One of the currently fashionable complaints about charitable and philanthropic giving of even left-leaning billionaires like Jeff Bezos is that the money does nothing to help the poor or reduce income inequality. James Piereson and Naomi Schaefer Riley in an essay at Commentary  argue that charitable giving receives a tax deduction to encourage alternatives to government, not simply to help the poor.

They cite Justice Lewis Powell who found the tax deduction as “one indispensable means of limiting the influence of government orthodoxy on important areas of community life.” They go back to the creation of the tax subsidy in 1917, writing

the charitable deduction was not inserted into the tax code with the purpose of encouraging giving to the poor…. Heads of schools, colleges, hospitals, and other such enterprises warned that rich people gave their excess funds via charitable donations and would no longer do so because those excess funds were going to the government [ with the income tax]. They suggested there should be exemptions for gifts to charitable organizations—scientific, religious, and educational. Aiding “the poor” had little to do with it. Indeed, during the debate over tax reform in 1969, there were no real complaints that foundations should be doing more to help the poor. 

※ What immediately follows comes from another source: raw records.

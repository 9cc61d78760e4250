use rand::{rngs::StdRng, SeedableRng};
use tracing::{debug, info, trace};

use crate::config::{ConfigError, GameConfig};
use crate::game::board::{Board, BoardError};
use crate::game::intent::Intent;
use crate::game::piece::Piece;
use crate::game::shape::random_shape;

/// Board coordinates of the falling piece's top-left local origin.
pub type Position = (i32, i32);

#[derive(Clone, Copy, PartialEq, Eq, Debug, derive_more::IsVariant)]
pub enum Status {
    Playing,
    Lost,
}

#[derive(Debug, derive_more::Display, derive_more::Error, derive_more::From)]
pub enum SessionError {
    #[display("invalid configuration: {_0}")]
    Config(ConfigError),
    #[display("invalid board: {_0}")]
    Board(BoardError),
    #[display("board is {actual_width}x{actual_height}, configuration expects {width}x{height}")]
    #[from(ignore)]
    BoardMismatch {
        width: usize,
        height: usize,
        actual_width: usize,
        actual_height: usize,
    },
    #[display("piece collides with the board at ({}, {})", _0.0, _0.1)]
    #[from(ignore)]
    PieceCollides(#[error(not(source))] Position),
}

/// Read-only snapshot handed to the caller after every tick.
#[derive(Debug, Clone, Copy)]
pub struct SessionView<'a> {
    pub board: &'a Board,
    pub piece: &'a Piece,
    pub position: Position,
    pub score: u32,
    pub lost: bool,
}

/// One game: board, falling piece, score and the terminal lost flag.
///
/// Driven one tick at a time by the caller. Each tick runs, in order:
/// intent, gravity, lock and spawn (on landing), line clear.
#[derive(Debug, Clone)]
pub struct Session {
    config: GameConfig,
    board: Board,
    piece: Piece,
    position: Position,
    score: u32,
    status: Status,
    rng: StdRng,
}

impl Session {
    pub fn new(config: GameConfig) -> Result<Self, SessionError> {
        config.validate()?;
        let board = Board::new(config.width, config.height)?;
        let mut rng = Self::make_rng(&config);
        let piece = Piece::from(random_shape(&mut rng));
        let position = spawn_position(config.width, &piece);
        debug!(width = config.width, height = config.height, seed = ?config.seed, "new session");
        Ok(Self {
            board,
            config,
            piece,
            position,
            score: 0,
            status: Status::Playing,
            rng,
        })
    }

    /// Starts a session from an explicit board and falling piece.
    pub fn with_state(
        config: GameConfig,
        board: Board,
        piece: Piece,
        position: Position,
    ) -> Result<Self, SessionError> {
        config.validate()?;
        if board.width() != config.width || board.height() != config.height {
            return Err(SessionError::BoardMismatch {
                width: config.width,
                height: config.height,
                actual_width: board.width(),
                actual_height: board.height(),
            });
        }
        if board.collides(&piece, position.0, position.1) {
            return Err(SessionError::PieceCollides(position));
        }
        Ok(Self {
            rng: Self::make_rng(&config),
            config,
            board,
            piece,
            position,
            score: 0,
            status: Status::Playing,
        })
    }

    fn make_rng(config: &GameConfig) -> StdRng {
        match config.seed {
            Some(seed) => StdRng::seed_from_u64(seed),
            None => StdRng::from_entropy(),
        }
    }

    /// Clears the board and score and spawns a fresh piece. The random
    /// stream continues rather than restarting from the seed.
    pub fn restart(&mut self) {
        self.board.clear();
        self.score = 0;
        self.status = Status::Playing;
        self.spawn_piece();
        debug!("session restarted");
    }

    pub fn config(&self) -> &GameConfig {
        &self.config
    }

    pub fn board(&self) -> &Board {
        &self.board
    }

    pub fn piece(&self) -> &Piece {
        &self.piece
    }

    pub fn position(&self) -> Position {
        self.position
    }

    pub fn score(&self) -> u32 {
        self.score
    }

    pub fn status(&self) -> Status {
        self.status
    }

    pub fn is_lost(&self) -> bool {
        self.status.is_lost()
    }

    pub fn view(&self) -> SessionView<'_> {
        SessionView {
            board: &self.board,
            piece: &self.piece,
            position: self.position,
            score: self.score,
            lost: self.status.is_lost(),
        }
    }

    /// Advances the session by one fixed time step.
    ///
    /// Once the session is lost, ticks change nothing.
    pub fn tick(&mut self, intent: Option<Intent>) -> SessionView<'_> {
        if self.status.is_lost() {
            return self.view();
        }

        if let Some(intent) = intent {
            self.apply_intent(intent);
        }

        let (x, y) = self.position;
        if self.board.collides(&self.piece, x, y + 1) {
            if self.board.collides(&self.piece, x, y) {
                // Spawned over locked cells and cannot fall clear of them.
                self.status = Status::Lost;
                info!(score = self.score, "game over: piece stuck at spawn");
                return self.view();
            }
            // Landed: lock at the last validated position, not the rejected row below.
            self.lock_and_spawn();
            if self.status.is_lost() {
                return self.view();
            }
        } else {
            self.position = (x, y + 1);
        }

        let cleared = self.board.clear_full_rows();
        if cleared > 0 {
            self.score = self.score.saturating_add(cleared);
            info!(rows = cleared, score = self.score, "cleared rows");
        }

        self.view()
    }

    fn apply_intent(&mut self, intent: Intent) {
        let applied = match intent.offset() {
            Some((dx, dy)) => self.try_move(dx, dy),
            None => self.try_rotate(),
        };
        if !applied {
            trace!(%intent, position = ?self.position, "intent rejected");
        }
    }

    fn try_move(&mut self, dx: i32, dy: i32) -> bool {
        let (x, y) = (self.position.0 + dx, self.position.1 + dy);
        if self.board.collides(&self.piece, x, y) {
            return false;
        }
        self.position = (x, y);
        true
    }

    fn try_rotate(&mut self) -> bool {
        let (x, y) = self.position;
        self.piece.rotate_clockwise();
        if self.board.collides(&self.piece, x, y) {
            // Three more quarter turns restore the starting orientation.
            for _ in 0..3 {
                self.piece.rotate_clockwise();
            }
            return false;
        }
        true
    }

    fn lock_and_spawn(&mut self) {
        let (x, y) = self.position;
        self.board.lock(&self.piece, x, y);
        debug!(kind = %self.piece.kind, x, y, "locked piece");
        self.spawn_piece();
    }

    fn spawn_piece(&mut self) {
        self.piece = Piece::from(random_shape(&mut self.rng));
        self.position = spawn_position(self.config.width, &self.piece);
        let (x, y) = self.position;
        debug!(kind = %self.piece.kind, x, y, "spawned piece");

        if self.board.is_loss() {
            self.status = Status::Lost;
            info!(score = self.score, "game over");
        }
    }
}

/// Column `width / 2` on the top row, moved left only as far as needed to
/// keep a wide piece inside the right wall.
pub fn spawn_position(width: usize, piece: &Piece) -> Position {
    let x = (width / 2).min(width.saturating_sub(piece.width()));
    (x as i32, 0)
}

Piereson and Schaefer Riley rue the loss of independence for nonprofits: “So pervasive is public funding of private charities that in many areas it can be hard to discern any meaningful distinction between public and private institutions. If the original purpose of the charitable deduction was to preserve the independence of private institutions as alternatives to government, then it is no longer fulfilling that vital purpose.” It is up to individual donors, foundations, and nonprofit leaders to restore the distinction between public and private institutions through public policy and private action. Or as one of the great competitors with government, Richard Cornuelle once said, “The spirit of community will be revived as we succeed in devising ways to reinvolve people in solving the perplexing problems they see about them, not just in talking about them, and certainly not in petitioning government to solve them.”